1. I am paying $300 per week in child support for my two children. However, I just lost my job at GM. Can I now go back to court to try to get my child support reduced?
The family courts are swamped with motions to reduce child support or alimony based on the grounds that a spouse has lost a high paying job. Moreover, in many divorce cases a key issue is whether a spouse is underemployed. Many non-custodial parents believe that they should not work really hard because all of their money is going to be garnished anyway. Many non-custodial parent frequently believes that there is no point in working hard because they will never see his paycheck anyway.In the above scenario, you certainly can file a Lepis motion to seek a reduction of your child support. However, you will have to submit a very well prepared and detailed motion. Any person who is filing a motion to reduce child support based on the grounds of unemployment or underemployment, should retain copies of any termination notices, severance letters, covers letters seeking employment, list of appointments and interviews, job searches and a calender of any daily efforts that were made to find any suitable job. Moreover, you should keep your ex-wife appraised of any of your efforts to find another job.
In my experience, most judges are now granting many Lepis applications based on the grounds of unemployment or underemployment. However, most judges will only grant the applicant a temporary reduction in child support. Most judges will insert into any order that any reduction shall last for only six months, and that their case shall be reviewed once again in six months. The court will want to review the parties’ financial situation in six months in the future to assess whether the underemployed spouse has found another suitable job. Moreover, the court will want to review the unemployed/underemployed spouses efforts to find suitable employment. In theory this is an excellent idea.
All parents should have a strong incentive to keep searching for a decent paying job to support their children. However, this type of order leaves the case open, and many New Jersey families are forced to live in a state of perpetual Lepis litigation. The happy family life as illustrated in the Brady Bunch has been replaced by ex-husbands and wives constantly litigating with each other over Lepis motions, college contribution motions, and applications to terminate alimony. Has life really gotten better since the 70’s? I don’t think so!
2. My wife and I are getting divorced. My wife refuses to hit the pavement and find a decent job. Will the court impute any income to her when it determines a child support award?
This issue is frequently raised in many cases. However, for most husbands they are fighting a losing battle. In most scenarios wherein a wife is a stay at home mom, the court will only impute an insubstantial amount of income to her. If you are insisting that the court impute income to a stay at home mom, then you are waging a battle that you can’t win. The better course of action is to insist on inserting language into the PSA that provides that the issues of child support and alimony will be automatically revisited once the children reach a certain age. Moreover, the payor spouse can insist on language being placed in the PSA that provides that the recalculation of family support shall be automatic, and not subject to the progeny of Lepis cases.
3. I am a divorced father of two girls. I am also a successful lawyer and I earn a six-figure salary. However, I can no longer stand being a lawyer, and I want to go into the teaching field. What are my chances of getting my $400 per week child support obligation(s) reduced if I change fields?
This is an issue that is also frequently litigated in the family courts. A person has a right to pursue work that they enjoy. You should not have to work in a field that you hate. However, your freedom of choice as to how to live your life is counter balanced by the Child Support Guidelines. The Child Support Guidelines Appendix IX-A specifically provide that a person can have income imputed to him if he is found to be voluntarily underemployed.

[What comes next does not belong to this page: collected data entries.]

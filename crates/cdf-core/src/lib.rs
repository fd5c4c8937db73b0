//! # cdf-core — Election Feed Validation Engine
//!
//! Rule dispatch and severity-aggregation engine for NIST 1500-100 election
//! data feeds. Loads a feed tree and a schema tree, runs a registered set of
//! independent validation rules against the whole tree and against
//! individual elements, and produces a severity-classified,
//! frequency-ranked report of violations.
//!
//! ## Components
//!
//! - [`schema`] — logical type resolution (`xsi:type` overrides) and tree
//!   search helpers.
//! - [`rule`] — the [`Rule`](rule::Rule) contract and its
//!   reference-integrity refinement.
//! - [`dates`] — date-range gathering and checks for date rules.
//! - [`registry`] — the dispatch table and the one-run-per-instance
//!   [`RulesRegistry`](registry::RulesRegistry).
//! - [`report`] — aggregate counters and the ranked violation report.
//! - [`stats`] — auxiliary entity/attribute counts.
//! - [`catalog`] — the built-in rules and pre-defined rule sets.
//!
//! ## Guarantees
//!
//! Every applicable rule runs exactly once per matching element regardless
//! of failures in other rules; a whole-tree rule runs exactly once per run
//! before any per-element dispatch; the grand total of captured failures
//! equals the sum of per-severity totals, which equals the sum of all
//! per-(severity, rule-class) counts. Only a schema/feed parse failure is
//! fatal.

pub mod catalog;
pub mod dates;
pub mod error;
pub mod registry;
pub mod report;
pub mod rule;
pub mod schema;
pub mod stats;

pub use error::{EngineError, ErrorLogEntry, Severity, Violation};
pub use registry::{RuleOptions, RulesRegistry, FATAL_RULE_CLASS};
pub use report::{print_exceptions, AggregateCounts};
pub use rule::{FeedContext, ReferenceRule, Rule, RuleOption, TREE_KEY};
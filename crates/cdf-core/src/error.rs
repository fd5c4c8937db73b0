//! # Severity Taxonomy & Failure Types
//!
//! Defines the three-level [`Severity`] ordering, the [`Violation`] type
//! raised by rule checks, and [`EngineError`] for failures that abort
//! processing (unreadable files, malformed XML, bad rule configuration).
//!
//! ## Failure Taxonomy
//!
//! - **Fatal**: [`EngineError::Io`] / [`EngineError::Parse`] — the schema or
//!   feed cannot be loaded; the run terminates.
//! - **Configuration**: [`EngineError::UnknownOption`] — an option names an
//!   attribute the rule does not declare; only that rule's registration is
//!   aborted.
//! - **Validation**: a [`Violation`] at one of three severities, always
//!   captured at the dispatch boundary and recorded in the aggregate counts.
//!
//! Every violation carries an explicit severity tag plus a message and an
//! optional log of line-attributed entries; no class-hierarchy introspection
//! is needed to classify it.

use std::fmt;
use std::str::FromStr;

use thiserror::Error;

// ---------------------------------------------------------------------------
// Severity
// ---------------------------------------------------------------------------

/// The severity of a validation failure.
///
/// Strictly ordered: `Info < Warning < Error`. Every violation belongs to
/// exactly one severity, determined by the failure raised, not by rule
/// identity — the same rule may raise different severities under different
/// conditions.
#[derive(Debug, Clone, Copy, PartialEq, Eq, PartialOrd, Ord, Hash)]
pub enum Severity {
    /// Advisory; the feed is usable as-is.
    Info,
    /// Best practice not followed; consumers may degrade.
    Warning,
    /// The feed violates a hard requirement.
    Error,
}

impl Severity {
    /// All severities, least to most severe.
    pub const ALL: [Severity; 3] = [Severity::Info, Severity::Warning, Severity::Error];

    /// Human-readable name used in report lines.
    pub fn description(self) -> &'static str {
        match self {
            Self::Info => "Info",
            Self::Warning => "Warning",
            Self::Error => "Error",
        }
    }

    /// Index into per-severity arrays. `Info` is 0, `Error` is 2.
    pub(crate) fn index(self) -> usize {
        match self {
            Self::Info => 0,
            Self::Warning => 1,
            Self::Error => 2,
        }
    }
}

impl fmt::Display for Severity {
    fn fmt(&self, f: &mut fmt::Formatter<'_>) -> fmt::Result {
        f.write_str(self.description())
    }
}

impl FromStr for Severity {
    type Err = String;

    fn from_str(s: &str) -> Result<Self, Self::Err> {
        match s.trim().to_ascii_lowercase().as_str() {
            "info" => Ok(Self::Info),
            "warning" => Ok(Self::Warning),
            "error" => Ok(Self::Error),
            other => Err(format!(
                "invalid severity \"{other}\"; options are error, warning, or info"
            )),
        }
    }
}

// ---------------------------------------------------------------------------
// ErrorLogEntry & Violation
// ---------------------------------------------------------------------------

/// A single line-attributed message inside a violation's error log.
#[derive(Debug, Clone, PartialEq, Eq)]
pub struct ErrorLogEntry {
    /// Source line in the feed file, when known.
    pub line: Option<u32>,
    /// What went wrong at that line.
    pub message: String,
}

impl ErrorLogEntry {
    /// Create a log entry.
    pub fn new(line: Option<u32>, message: impl Into<String>) -> Self {
        Self {
            line,
            message: message.into(),
        }
    }
}

/// A validation failure raised by a rule check.
///
/// Carries zero, one, or many [`ErrorLogEntry`] items. A violation with an
/// empty log counts as one occurrence and its own message is the sole text
/// reported; otherwise each log entry counts as one occurrence.
#[derive(Debug, Clone, Error)]
#[error("{message}")]
pub struct Violation {
    severity: Severity,
    message: String,
    error_log: Vec<ErrorLogEntry>,
}

impl Violation {
    /// Create a violation at the given severity with an empty log.
    pub fn new(severity: Severity, message: impl Into<String>) -> Self {
        Self {
            severity,
            message: message.into(),
            error_log: Vec::new(),
        }
    }

    /// Create an `Info` violation.
    pub fn info(message: impl Into<String>) -> Self {
        Self::new(Severity::Info, message)
    }

    /// Create a `Warning` violation.
    pub fn warning(message: impl Into<String>) -> Self {
        Self::new(Severity::Warning, message)
    }

    /// Create an `Error` violation.
    pub fn error(message: impl Into<String>) -> Self {
        Self::new(Severity::Error, message)
    }

    /// Attach a log of line-attributed entries.
    pub fn with_log(mut self, log: Vec<ErrorLogEntry>) -> Self {
        self.error_log = log;
        self
    }

    /// The severity tag.
    pub fn severity(&self) -> Severity {
        self.severity
    }

    /// The top-level message.
    pub fn message(&self) -> &str {
        &self.message
    }

    /// The attached log entries.
    pub fn error_log(&self) -> &[ErrorLogEntry] {
        &self.error_log
    }

    /// How many occurrences this violation contributes to the aggregate
    /// counts: the number of log entries, or one if the log is empty.
    pub fn occurrence_count(&self) -> usize {
        self.error_log.len().max(1)
    }
}

// ---------------------------------------------------------------------------
// EngineError
// ---------------------------------------------------------------------------

/// Failures that abort processing rather than degrade to a logged count.
#[derive(Debug, Error)]
pub enum EngineError {
    /// A feed or schema file could not be read.
    #[error("failed to read {path}: {source}")]
    Io {
        path: String,
        source: std::io::Error,
    },

    /// A feed or schema file could not be parsed as XML.
    #[error("XML file could not be parsed: {path}: {source}")]
    Parse {
        path: String,
        source: roxmltree::Error,
    },

    /// A rule option names an attribute the rule does not declare.
    #[error("rule {rule} has no option named \"{option}\"")]
    UnknownOption { rule: String, option: String },
}

#[cfg(test)]
mod tests {
    use super::*;

    #[test]
    fn severity_is_strictly_ordered() {
        assert!(Severity::Info < Severity::Warning);
        assert!(Severity::Warning < Severity::Error);
    }

    #[test]
    fn severity_parses_case_insensitively() {
        assert_eq!("Error".parse::<Severity>().unwrap(), Severity::Error);
        assert_eq!(" warning ".parse::<Severity>().unwrap(), Severity::Warning);
        assert_eq!("INFO".parse::<Severity>().unwrap(), Severity::Info);
        assert!("fatal".parse::<Severity>().is_err());
    }

    #[test]
    fn violation_without_log_counts_once() {
        let v = Violation::error("boom");
        assert_eq!(v.occurrence_count(), 1);
        assert_eq!(v.to_string(), "boom");
    }

    #[test]
    fn violation_with_log_counts_entries() {
        let v = Violation::warning("dates invalid").with_log(vec![
            ErrorLogEntry::new(Some(3), "start in past"),
            ErrorLogEntry::new(None, "end before start"),
        ]);
        assert_eq!(v.occurrence_count(), 2);
        assert_eq!(v.severity(), Severity::Warning);
    }

    #[test]
    fn unknown_option_names_rule_and_option() {
        let e = EngineError::UnknownOption {
            rule: "GpUnitOcdId".into(),
            option: "no_such".into(),
        };
        let text = e.to_string();
        assert!(text.contains("GpUnitOcdId"));
        assert!(text.contains("no_such"));
    }
}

The seminal case on this issue is Lynn v. Lynn, 165 N.J. Super. 328 (App. Div. 1979). Here, the court looked beyond the husband’s reduced earnings to determine his child support. The court made this decision even though it held that Dr. Lynn made a career change in good faith, and not to avoid paying child support. Here, Dr. Lynn made a major decision to change medical careers from oncology to psychiatry. However, by making this career change, he would have to take three before he could return to the practice of medicine. The court accepted Dr. Lynn’s position why he wanted to make a career change. However, the court still refused to reduce his child support payments. The court reasoned that Dr. Lynn still had significant savings to enable him to pay his child support.
In summary, your application to reduce child support would probably be “shot down.” Applications to reduce child support if the lost of income is voluntary are very carefully scrutinized. The judges simply do not like to take “food” out of the children’s mouths. Most judges believe that the child support guidelines are real low. Thus, there is an inherent bias in the courts to be very reluctant to reducing any child support. The only way you have a chance to be successful is if you can provide some strong evidence that it would be harmful to your mental health if you remain in your profession. Moreover, you will have to provide proof that in the long run your new found field of employment will enable you to better provide for your family.